Volví a publicar la foto. Pedí poner especial atención a los rostros de los niños de pañuelo tricolor. Pedí ayuda para difundirla. Y veinticuatro horas después tenía un mensaje de una de las chicas, una mujer que hoy, pasados los cuarenta, vive en Alemania y el verano del 79 tenía apenas nueve años. Ella –llamémosla N.– buscó y autorizó la publicación de las fotos que acompañan esta nota, aunque no quiso ser entrevistada. Y aunque tenía una idea bastante precisa sobre la identidad de la otra chilena de la foto, resultó imposible confirmarla.

Y luego, el muchacho, que no era un niño como las demás chilenas (tenía casi quince  años, plena adolescencia): lo reconoció, en Facebook, su mujer, quien disfrutó especialmente la imagen de la cámara compacta asomada de su bolsillo: hoy es director de fotografía.

Conversamos, me contó que había llegado a Artek desde México, que quedó ahí al lado de Brézhnev por casualidad, y que no aparece en las fotos de grupo del campamento porque la última noche la pasó en la playa con una pionera y se agarró una amigdalitis que debió ser tratada en uno de los tres centros médicos de los que Artek se enorgullecía.

Había visto la foto alguna vez, antes: alguien se la hizo llegar, alguien que la encontró, reverberando, con sus colores saturados y sus símbolos de otro tiempo, dando vueltas por Internet.

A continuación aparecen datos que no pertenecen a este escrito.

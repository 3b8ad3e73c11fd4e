//! Declarative state functions over the metadata stores.
//!
//! Each function drives the inventory toward a desired state and reports what
//! it did as a [`StateResult`]. Repeating a call with the same arguments
//! reports no changes. Failures are reported through `result: false` rather
//! than as errors so a batch of states can run to completion.

use crate::cluster::{ClusterMetadataStore, OverrideScope, RemoveOutcome, SetOutcome};
use crate::error::ApiError;
use crate::node::{CreateOutcome, DeleteOutcome, NodeMetadataStore, NodeSpec};
use serde::Serialize;
use serde_json::{json, Value as Json};
use serde_yaml::Value;

#[derive(Debug, Clone, PartialEq, Serialize)]
pub struct StateResult {
    pub name: String,
    pub result: bool,
    pub changes: Json,
    pub comment: String,
}

impl StateResult {
    fn unchanged(name: &str, comment: String) -> Self {
        Self {
            name: name.to_string(),
            result: true,
            changes: json!({}),
            comment,
        }
    }

    fn changed(name: &str, changes: Json, comment: String) -> Self {
        Self {
            name: name.to_string(),
            result: true,
            changes,
            comment,
        }
    }

    fn failed(name: &str, err: &ApiError) -> Self {
        tracing::warn!(state = name, error = %err, "State failed");
        Self {
            name: name.to_string(),
            result: false,
            changes: json!({}),
            comment: err.to_string(),
        }
    }

    pub fn has_changes(&self) -> bool {
        self.changes.as_object().map_or(false, |c| !c.is_empty())
    }
}

fn to_json<T: Serialize>(value: &T) -> Json {
    serde_json::to_value(value).unwrap_or(Json::Null)
}

/// Ensure the node exists and carries at least the given classes and parameters.
///
/// A missing node is created from `spec`. An existing node keeps its path,
/// cluster and environment; classes are appended and parameters merged.
pub fn node_present(store: &NodeMetadataStore, spec: &NodeSpec) -> StateResult {
    let name = spec.identity.as_str();
    let existing = match store.create(spec) {
        Ok(CreateOutcome::Created(record)) => {
            return StateResult::changed(
                name,
                json!({ "node": to_json(&record) }),
                format!("Node {} created", name),
            )
        }
        Ok(CreateOutcome::Existing(record)) => record,
        Err(err) => return StateResult::failed(name, &err),
    };

    let updated = match store.update(name, Some(&spec.classes), Some(&spec.parameters)) {
        Ok(record) => record,
        Err(err) => return StateResult::failed(name, &err),
    };

    if updated == existing {
        return StateResult::unchanged(name, format!("Node {} is already in correct state", name));
    }

    let mut changes = serde_json::Map::new();
    if updated.classes != existing.classes {
        changes.insert(
            "classes".to_string(),
            json!({ "old": existing.classes, "new": updated.classes }),
        );
    }
    if updated.parameters != existing.parameters {
        changes.insert(
            "parameters".to_string(),
            json!({ "old": to_json(&existing.parameters), "new": to_json(&updated.parameters) }),
        );
    }
    StateResult::changed(name, Json::Object(changes), format!("Node {} updated", name))
}

pub fn node_absent(store: &NodeMetadataStore, identity: &str) -> StateResult {
    match store.delete(identity) {
        Ok(DeleteOutcome::Deleted { file, .. }) => StateResult::changed(
            identity,
            json!({ "node": { "old": file.display().to_string(), "new": null } }),
            format!("Node {} deleted", identity),
        ),
        Ok(DeleteOutcome::NotFound { .. }) => {
            StateResult::unchanged(identity, format!("Node {} is already absent", identity))
        }
        Err(err) => StateResult::failed(identity, &err),
    }
}

pub fn cluster_meta_present(
    store: &ClusterMetadataStore,
    name: &str,
    value: Value,
    scope: &OverrideScope,
) -> StateResult {
    match store.set(name, value, scope) {
        Ok(SetOutcome::Created { value }) => StateResult::changed(
            name,
            json!({ name: to_json(&value) }),
            format!("Cluster parameter {} created", name),
        ),
        Ok(SetOutcome::Updated { old, new }) => StateResult::changed(
            name,
            json!({ "old": to_json(&old), "new": to_json(&new) }),
            format!("Cluster parameter {} updated", name),
        ),
        Ok(SetOutcome::Unchanged { .. }) => StateResult::unchanged(
            name,
            format!("Cluster parameter {} is already in correct state", name),
        ),
        Err(err) => StateResult::failed(name, &err),
    }
}

pub fn cluster_meta_absent(
    store: &ClusterMetadataStore,
    name: &str,
    scope: &OverrideScope,
) -> StateResult {
    match store.delete(name, scope) {
        Ok(RemoveOutcome::Deleted { old }) => StateResult::changed(
            name,
            json!({ "old": to_json(&old), "new": null }),
            format!("Cluster parameter {} deleted", name),
        ),
        Ok(RemoveOutcome::NotFound) => StateResult::unchanged(
            name,
            format!("Cluster parameter {} is already absent", name),
        ),
        Err(err) => StateResult::failed(name, &err),
    }
}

Hoy, imágenes como la del jerarca (vocablo reservado para los poderosos del bloque soviético, como terminamos de  aprender gracias al exilio chileno de Honecker) tienen algo de irreal, vestigios de un mundo vertiginosamente desaparecido. El hombre de cejas hirsutas y rostro imperturbable, que también sabía reír, aunque menos abiertamente que el campechano Nikita Jrushchov, y que podía derramar una lágrima o varias por la libertad del secretario general de un remoto y porfiado Partido Comunista, murió, como se dijo, en noviembre de 1982. Diez años después, no sólo él sino la propia Unión Soviética habían desaparecido. Para los niños chilenos de Artek, ser parte de esa postal de la Guerra Fría es un recuerdo improbable, amarrado a la conciencia de haber sido parte de una historia que incluía no sólo la tragedia chilena que empujó a sus familias al exilio sino que los volvía inesperados actores secundarios de un ajedrez global que hoy, en un mundo nuevamente plagado de amenazas, en el que la guerra atómica vuelve a ser una opción, más de alguien se atreve a mirar con nostalgia.